Sister Bernie: Yes, dozens and dozens of groups and religious congregations held vigils at the Memorial Wall for those three days. They planned and organized their own services throughout the entire day. And there were always a constant number of individuals throughout the day just wandering slowly through those tombstones and reading the names on the wall.
We opened the Memorial Wall services with a procession and we had a public reading of all the names of the people who died that year. It was to reach the heart and soul of people.
Spirit: How in the world did you get the approval of city officials to set up such a huge memorial wall right across the street from City Hall?
Sister Bernie: We had established some really good relationships with people in the city and the courts. That’s why we were able to calculate the human costs and the economic costs of the Matrix program. We had a friend in the city that would send me a list every month of all the citations and misdemeanors against homeless people.
So a woman in the department where they give permission for the use of the Civic Center was a friend and she was very sympathetic. We set up the first tombstone memorial early in the morning in late February of 2000, and Willie Brown was furious when he stepped out on his veranda and he saw it!
He called the woman on the carpet and blasted her for giving permission for our memorial. But we didn’t have to take down the tombstones. They probably were afraid we’d hold a big protest if they forced us to take it down!
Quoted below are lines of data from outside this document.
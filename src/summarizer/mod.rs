// src/summarizer/mod.rs - Two-stage summarization engine

pub mod llm;
mod prompts;
mod types;

pub use llm::{CompletionProvider, OpenAiAdapter, SamplingParams};
pub use types::{Chapter, ChunkSummary, FinalSummary, LlmError};

/// Chunk text beyond this many characters is truncated before prompting.
/// Truncation, not re-splitting: it bounds request size for pathologically
/// dense windows at the cost of losing their tail.
pub const MAX_CHUNK_PROMPT_CHARS: usize = 20_000;

const CHUNK_FALLBACK_CHARS: usize = 500;
const AGGREGATE_FALLBACK_CHARS: usize = 800;

const CHUNK_SAMPLING: SamplingParams = SamplingParams {
    temperature: 0.1,
    max_tokens: 400,
};
const AGGREGATE_SAMPLING: SamplingParams = SamplingParams {
    temperature: 0.1,
    max_tokens: 600,
};

/// Summarization engine over an injected completion provider.
pub struct Summarizer {
    llm: Box<dyn CompletionProvider>,
}

impl Summarizer {
    pub fn new(llm: Box<dyn CompletionProvider>) -> Self {
        Self { llm }
    }

    /// Summarize one chunk's text into a structured result.
    ///
    /// Malformed model output never fails: unparseable responses fall back to
    /// a summary built from the raw output. Only a transport-level provider
    /// error propagates.
    pub async fn summarize_chunk(
        &self,
        text: &str,
        index: usize,
    ) -> Result<ChunkSummary, LlmError> {
        let clipped = truncate_chars(text, MAX_CHUNK_PROMPT_CHARS);
        let prompt = prompts::chunk_prompt(clipped);
        let raw = self.llm.complete(&prompt, CHUNK_SAMPLING).await?;

        Ok(match parse_json_payload::<ChunkSummary>(&raw) {
            Some(summary) => summary,
            None => {
                tracing::warn!(
                    "Chunk {}: model output was not valid JSON, using raw-text fallback",
                    index
                );
                ChunkSummary {
                    chunk_index: index,
                    summary: truncate_chars(&raw, CHUNK_FALLBACK_CHARS).to_string(),
                    ..Default::default()
                }
            }
        })
    }

    /// Aggregate all chunk summaries into the final executive summary.
    pub async fn aggregate(&self, summaries: &[ChunkSummary]) -> Result<FinalSummary, LlmError> {
        let combined = summaries
            .iter()
            .map(|c| format!("Chunk {}: {}", c.chunk_index, c.summary))
            .collect::<Vec<_>>()
            .join("\n\n");

        let prompt = prompts::aggregate_prompt(&combined);
        let raw = self.llm.complete(&prompt, AGGREGATE_SAMPLING).await?;

        Ok(match parse_json_payload::<FinalSummary>(&raw) {
            Some(summary) => summary,
            None => {
                tracing::warn!("Aggregate: model output was not valid JSON, using fallback");
                FinalSummary {
                    executive_summary: truncate_chars(&combined, AGGREGATE_FALLBACK_CHARS)
                        .to_string(),
                    ..Default::default()
                }
            }
        })
    }
}

/// Extract a JSON object from model output that may carry commentary before
/// the payload: parse from the first `{` onward, or fail to `None`.
fn parse_json_payload<T: serde::de::DeserializeOwned>(raw: &str) -> Option<T> {
    let payload = match raw.find('{') {
        Some(pos) => &raw[pos..],
        None => raw,
    };
    serde_json::from_str(payload).ok()
}

/// Truncate on a character boundary, never mid-codepoint.
fn truncate_chars(text: &str, max_chars: usize) -> &str {
    match text.char_indices().nth(max_chars) {
        Some((idx, _)) => &text[..idx],
        None => text,
    }
}
//! Fixed instruction templates for the two summarization stages.

/// Per-chunk summarization prompt. The model is asked for JSON only; callers
/// still tolerate commentary around the payload.
pub fn chunk_prompt(chunk_text: &str) -> String {
    format!(
        r#"You are a concise summarization assistant.

Input: transcript text excerpt from a meeting / podcast.

Produce JSON with keys:
- "chunk_index": integer
- "summary": short paragraph (2-4 sentences) summarizing the excerpt.
- "action_items": array of brief action items (if any)
- "key_points": array of 3-6 bullet points summarizing main topics
- "notable_quotes": array of up to 2 memorable short quotes (if present)

Transcript:
---
{}
---
Return only valid JSON."#,
        chunk_text
    )
}

/// Aggregation prompt over the combined per-chunk summaries.
pub fn aggregate_prompt(combined: &str) -> String {
    format!(
        r#"You are an assistant that consolidates summaries.

Input: multiple short chunk summaries. Produce a final executive summary (3-6 sentences), a short "Chapters" array that lists main topics and approximate time ranges (if inferable), and a consolidated "Action Items" list (deduplicated).

Input:
---
{}
---

Return JSON with keys:
- "executive_summary": string
- "chapters": [{{ "title": "...", "start": "HH:MM:SS", "end": "HH:MM:SS", "notes": "..." }}]
- "action_items": [ ... ]

Return only JSON."#,
        combined
    )
}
Spirit: Despite Brown’s opposition, the next year you were able to get permission for a far bigger memorial wall in Civic Center. The Board of Supervisors passed a resolution called, “A Day of Love and Sorrow: Remembering Those 1,767 Men, Women and Children Who Have Died Homeless Since 1987.” That’s a pretty amazing turn of events.
Sister Bernie: We met with supervisors individually, including Mark Leno, Bevan Dufty, Chris Daly and others. We went to them individually and we gained their support. We established relationships and reached the hearts of people, so no matter who the mayor was, we had friends. Supervisor Mark Leno sponsored it.
Mark Leno had introduced the board resolution which was then co-sponsored by all the other supervisors. He read the resolution at the official event, describing the tragedy of so many deaths in one city, and drawing attention to the young age of so many of those who died.